O jacaré de papo amarelo que vive no lago do Jardim Botânico, próximo ao Zoológico de São Paulo, permanece sem nome e rara-mente aparece. Estimado em 2,5 metros e 100 kg, ele prefere o sol para regular a temperatura do corpo.
Funcionários com décadas de serviço e moradores do bairro Água Funda relatam que o réptil é enigmático: surge apenas em dias quentes, com pouca frequência. A presença dele é associada ao lago de cerca de 80 mil m² que compõe o espaço.
Atraído pela água e pela alimentação disponível, o animal convive com uma suposta companheira, também pouco vista. O macho é descrito como imponente, porém muito calmo ao longo do ano.
Origens incertas
Não há confirmação de como o jacaré chegou ao lago.

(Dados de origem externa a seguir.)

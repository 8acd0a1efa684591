//! Error types for vibrance-core operations.

use thiserror::Error;

/// Result type alias using [`CoreError`] as the error type.
pub type CoreResult<T> = std::result::Result<T, CoreError>;

/// Errors produced by the core buffer types.
#[derive(Debug, Error)]
pub enum CoreError {
    /// Buffer length does not match the declared dimensions.
    #[error("invalid dimensions: {width}x{height} ({reason})")]
    InvalidDimensions {
        /// Requested width.
        width: u32,
        /// Requested height.
        height: u32,
        /// Reason why the dimensions are invalid.
        reason: String,
    },
}

impl CoreError {
    /// Creates an [`CoreError::InvalidDimensions`] error.
    #[inline]
    pub fn invalid_dimensions(width: u32, height: u32, reason: impl Into<String>) -> Self {
        Self::InvalidDimensions {
            width,
            height,
            reason: reason.into(),
        }
    }
}

#[cfg(test)]
mod tests {
    use super::*;

    #[test]
    fn test_invalid_dimensions_message() {
        let err = CoreError::invalid_dimensions(10, 20, "expected 800 samples, got 4");
        let msg = err.to_string();
        assert!(msg.contains("10x20"));
        assert!(msg.contains("800"));
    }
}
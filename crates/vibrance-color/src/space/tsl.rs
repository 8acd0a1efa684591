//! TSL - tint, saturation, lightness.
//!
//! Chromaticity-plane space from the face-detection literature. Tint is the
//! angle of the (r', g') chromaticity offset from the neutral point, wrapped
//! to [0, 1); saturation is the scaled radial distance; lightness is Rec.601
//! luma over the gamma-encoded channels.
//!
//! # Range
//!
//! - T: [0, 1)
//! - S: [0, 1]
//! - L: [0, 1]
//!
//! Black has no chromaticity at all and decomposes to (0, 0, 0); other
//! neutral grays land on the achromatic axis as (0.25, 0, luma).

use std::f64::consts::PI;

const LUMA_R: f64 = 0.299;
const LUMA_G: f64 = 0.587;
const LUMA_B: f64 = 0.114;

/// Decomposes gamma-encoded sRGB into (T, S, L).
pub fn tsl_from_rgb(rgb: [f64; 3]) -> [f64; 3] {
    let [r, g, b] = rgb;
    let sum = r + g + b;
    if sum <= 0.0 {
        return [0.0, 0.0, 0.0];
    }
    let r1 = r / sum - 1.0 / 3.0;
    let g1 = g / sum - 1.0 / 3.0;

    let mut t = r1.atan2(g1) / (2.0 * PI) + 0.25;
    if t < 0.0 {
        t += 1.0;
    }
    let s = (9.0 / 5.0 * (r1 * r1 + g1 * g1)).sqrt();
    let l = LUMA_R * r + LUMA_G * g + LUMA_B * b;
    [t, s, l]
}

/// Recomposes (T, S, L) into gamma-encoded sRGB.
pub fn tsl_to_rgb(tsl: [f64; 3]) -> [f64; 3] {
    let [t, s, l] = tsl;
    if s <= 0.0 {
        // Neutral: luma weights sum to 1, so the gray level equals L.
        return [l, l, l];
    }
    let angle = 2.0 * PI * (t - 0.25);
    let rho = s * 5.0_f64.sqrt() / 3.0;
    let r1 = rho * angle.sin();
    let g1 = rho * angle.cos();

    let rf = r1 + 1.0 / 3.0;
    let gf = g1 + 1.0 / 3.0;
    let bf = 1.0 - rf - gf;
    let denom = LUMA_R * rf + LUMA_G * gf + LUMA_B * bf;
    if denom <= 0.0 {
        return [0.0, 0.0, 0.0];
    }
    let sum = l / denom;
    [rf * sum, gf * sum, bf * sum]
}

#[cfg(test)]
mod tests {
    use super::*;
    use approx::assert_abs_diff_eq;

    #[test]
    fn test_black_degenerate() {
        assert_eq!(tsl_from_rgb([0.0, 0.0, 0.0]), [0.0, 0.0, 0.0]);
        assert_eq!(tsl_to_rgb([0.0, 0.0, 0.0]), [0.0, 0.0, 0.0]);
    }

    #[test]
    fn test_gray_is_achromatic() {
        let [_, s, l] = tsl_from_rgb([0.5, 0.5, 0.5]);
        assert_abs_diff_eq!(s, 0.0, epsilon = 1e-15);
        assert_abs_diff_eq!(l, 0.5, epsilon = 1e-15);
        let back = tsl_to_rgb([0.0, 0.0, 0.5]);
        for v in back {
            assert_abs_diff_eq!(v, 0.5, epsilon = 1e-12);
        }
    }

    #[test]
    fn test_luma_channel() {
        let [_, _, l] = tsl_from_rgb([1.0, 0.0, 0.0]);
        assert_abs_diff_eq!(l, 0.299, epsilon = 1e-15);
    }

    #[test]
    fn test_roundtrip() {
        for r in 0..=4 {
            for g in 0..=4 {
                for b in 0..=4 {
                    let rgb = [r as f64 / 4.0, g as f64 / 4.0, b as f64 / 4.0];
                    let back = tsl_to_rgb(tsl_from_rgb(rgb));
                    for i in 0..3 {
                        assert_abs_diff_eq!(rgb[i], back[i], epsilon = 1e-10);
                    }
                }
            }
        }
    }
}
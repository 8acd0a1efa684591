//! # vibrance-ops
//!
//! The pixel pipeline: applies a [`vibrance_color::SaturationEngine`] across
//! a [`vibrance_core::PixelBuffer`] in place, row-parallel and
//! cancellation-aware.
//!
//! # Example
//!
//! ```rust
//! use vibrance_core::{CancelToken, PixelBuffer};
//! use vibrance_color::{ColorSpace, GainConfig, SaturationEngine};
//! use vibrance_ops::pipeline;
//!
//! let mut img = PixelBuffer::filled(64, 64, [0.6, 0.3, 0.2, 1.0]);
//! let engine = SaturationEngine::build(
//!     GainConfig::new(ColorSpace::Oklch, 0.5, true).unwrap(),
//! );
//! pipeline::apply(&mut img, &engine, &CancelToken::new()).unwrap();
//! ```

#![warn(missing_docs)]
#![warn(rustdoc::missing_crate_level_docs)]

mod error;
pub mod pipeline;

pub use error::{OpsError, OpsResult};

Hipóteses levantadas vão desde deslocamento por enchente até soltura intencional, mas não há evidências de fuga do zoológico.
Estudos não oficiais apontam que a área abriga espécies da Mata Atlântica. A possibilidade de transferência entre unidades da região é considerada pouco provável pelos especialistas.
Vida no lago
Segundo a bióloga Cybele Lisboa, a alimentação do jacaré envolve peixes, insetos e, na idade adulta, pequenos mamíferos e aves. O cardume de tilápia no lago sustenta boa parte da dieta do animal.
Funcionários indicam que as aparições do réptil são raras e, quando ocorrem, são registradas em fotos. A área possui uma placa que orienta visitantes a não se aproximarem dos animais.
O Jardim Botânico, o Zoológico de São Paulo e a Reserva Paulista compartilham o espaço na região da Água Funda, área preservada do bioma, onde o jacaré permanece como figura enigmática para quem passa pela região.